Memory consistency errors can't be understood purely in the context of java--the details of shared memory behavior on multi-cpu systems are highly architecture-specific, and to make it worse, x86 (where most people coding today learned to code) has pretty programmer-friendly semantics compared to architectures that were designed for multi-processor machines from the beginning (like POWER and SPARC), so most people really aren't used to thinking about memory access semantics.

I'll give a common example of where memory consistency errors can get you into trouble. Assume for this example, that the initial value of x is 3. Nearly all architectures guarantee that if one CPU executes the code:

STORE 4 -> x     // x is a memory address
STORE 5 -> x 

and another CPU executes

LOAD x
LOAD x

will either see 3,3, 3,4, 4,4, 4,5, or 5,5 from the perspective its two LOAD instructions. Basically, CPUs guarantee that the order of writes to a single memory location is maintained from the perspective of all CPUs, even if the exact time that each of the writes become known to other CPUs is allowed to vary.

Where CPUs differ from one another tends to be in the guarantees they make about LOAD and STORE operations involving different memory addresses. Assume for this example, that the initial values of both x and y are 4.

STORE 5 -> x   // x is a memory address
STORE 5 -> y // y is a different memory address

then another CPU executes

LOAD x
LOAD y

In this example, on some architectures, the second thread can see 4,4, 5,5, 4,5, OR 5,4. Ouch!
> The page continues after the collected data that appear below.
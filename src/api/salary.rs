use actix_web::{HttpResponse, Responder, web};
use chrono::NaiveDate;
use rust_decimal::Decimal;
use serde::{Deserialize, Serialize};
use serde_json::json;
use tracing::warn;
use utoipa::{IntoParams, ToSchema};

use crate::error::ApiError;
use crate::ledger::filter::{EntryFilter, filter_salary_entries, paginate};
use crate::model::{AnimalType, NewSalaryEntry, SalaryEntry, SalaryEntryUpdate};
use crate::store::RecordStore;

#[derive(Deserialize, ToSchema)]
pub struct CreateSalaryEntry {
    #[schema(example = 1)]
    pub employee_id: u64,
    #[schema(example = "2026-03-01", format = "date", value_type = String)]
    pub date: NaiveDate,
    #[schema(example = 450.0, value_type = f64)]
    pub amount: Decimal,
    #[schema(example = 9.0, value_type = f64)]
    pub liters: Decimal,
    #[schema(example = "buffalo")]
    pub animal_type: AnimalType,
}

#[derive(Deserialize, ToSchema)]
pub struct UpdateSalaryEntry {
    #[schema(format = "date", value_type = Option<String>)]
    pub date: Option<NaiveDate>,
    #[schema(value_type = Option<f64>)]
    pub amount: Option<Decimal>,
    #[schema(value_type = Option<f64>)]
    pub liters: Option<Decimal>,
    pub animal_type: Option<AnimalType>,
}

#[derive(Debug, Deserialize, IntoParams)]
pub struct SalaryQuery {
    pub page: Option<u32>,
    pub per_page: Option<u32>,
    pub employee_id: Option<u64>,
    /// Inclusive lower date bound
    #[param(value_type = Option<String>, format = "date")]
    pub from: Option<NaiveDate>,
    /// Inclusive upper date bound
    #[param(value_type = Option<String>, format = "date")]
    pub to: Option<NaiveDate>,
    pub animal_type: Option<AnimalType>,
}

#[derive(Serialize, ToSchema)]
pub struct SalaryEntryListResponse {
    pub data: Vec<SalaryEntry>,
    pub page: u32,
    pub per_page: u32,
    pub total: i64,
}

#[utoipa::path(
    post,
    path = "/api/v1/salary-entries",
    request_body = CreateSalaryEntry,
    responses(
        (status = 201, description = "Salary entry recorded", body = SalaryEntry),
        (status = 400, description = "Amount or liters not positive"),
        (status = 404, description = "Employee not found")
    ),
    tag = "Salary"
)]
pub async fn create_salary_entry(
    store: web::Data<dyn RecordStore>,
    payload: web::Json<CreateSalaryEntry>,
) -> Result<impl Responder, ApiError> {
    let entry = NewSalaryEntry::new(
        payload.employee_id,
        payload.date,
        payload.amount,
        payload.liters,
        payload.animal_type,
    )?;
    let entry = store.insert_salary_entry(entry).await?;

    Ok(HttpResponse::Created().json(entry))
}

#[utoipa::path(
    get,
    path = "/api/v1/salary-entries",
    params(SalaryQuery),
    responses(
        (status = 200, body = SalaryEntryListResponse)
    ),
    tag = "Salary"
)]
pub async fn list_salary_entries(
    store: web::Data<dyn RecordStore>,
    query: web::Query<SalaryQuery>,
) -> Result<impl Responder, ApiError> {
    let filter = EntryFilter {
        employee_id: query.employee_id,
        from: query.from,
        to: query.to,
    };
    let entries = filter_salary_entries(store.list_salary_entries().await?, &filter, query.animal_type);
    let page = paginate(entries, query.page, query.per_page);

    Ok(HttpResponse::Ok().json(SalaryEntryListResponse {
        data: page.data,
        page: page.page,
        per_page: page.per_page,
        total: page.total,
    }))
}

#[utoipa::path(
    put,
    path = "/api/v1/salary-entries/{entry_id}",
    params(
        ("entry_id", Path, description = "Salary entry ID")
    ),
    request_body = UpdateSalaryEntry,
    responses(
        (status = 200, body = SalaryEntry),
        (status = 400, description = "Invalid or empty update"),
        (status = 404, description = "Salary entry not found")
    ),
    tag = "Salary"
)]
pub async fn update_salary_entry(
    store: web::Data<dyn RecordStore>,
    path: web::Path<u64>,
    body: web::Json<UpdateSalaryEntry>,
) -> Result<impl Responder, ApiError> {
    let update = SalaryEntryUpdate::new(body.date, body.amount, body.liters, body.animal_type)?;
    let entry = store.update_salary_entry(path.into_inner(), update).await?;

    Ok(HttpResponse::Ok().json(entry))
}

#[utoipa::path(
    delete,
    path = "/api/v1/salary-entries/{entry_id}",
    params(
        ("entry_id", Path, description = "Salary entry ID")
    ),
    responses(
        (status = 200, description = "Successfully deleted"),
        (status = 404, description = "Salary entry not found")
    ),
    tag = "Salary"
)]
pub async fn delete_salary_entry(
    store: web::Data<dyn RecordStore>,
    path: web::Path<u64>,
) -> Result<impl Responder, ApiError> {
    store.delete_salary_entry(path.into_inner()).await?;

    Ok(HttpResponse::Ok().json(json!({
        "message": "Successfully deleted"
    })))
}

#[utoipa::path(
    delete,
    path = "/api/v1/salary-entries",
    responses(
        (status = 200, description = "All salary entries deleted", body = Object, example = json!({
            "message": "All salary entries deleted",
            "deleted": 12
        }))
    ),
    tag = "Salary"
)]
pub async fn delete_all_salary_entries(
    store: web::Data<dyn RecordStore>,
) -> Result<impl Responder, ApiError> {
    let deleted = store.delete_all_salary_entries().await?;

    warn!(deleted, "All salary entries deleted");
    Ok(HttpResponse::Ok().json(json!({
        "message": "All salary entries deleted",
        "deleted": deleted
    })))
}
Most architectures deal with memory at the granularity of a 32 or 64 bit word--this means that on a 32 bit POWER/SPARC machine, you can't update a 64-bit integer memory location and safely read it from another thread ever without explicit synchronization. Goofy, huh?

Thread interference is much simpler. The basic idea is that java doesn't guarantee that a single statement of java code executes atomically. For example, incrementing a value requires reading the value, incrementing it, then storing it again. So you can have int x = 1 after two threads execute x++, x can end up as 2 or 3 depending on how the lower-level code interleaved (the lower-level abstract code at work here presumably looks like LOAD x, INCREMENT, STORE x). The basic idea here is that java code is broken down into smaller atomic pieces and you don't get to make assumptions of how they interleave unless you use synchronization primitives explicitly.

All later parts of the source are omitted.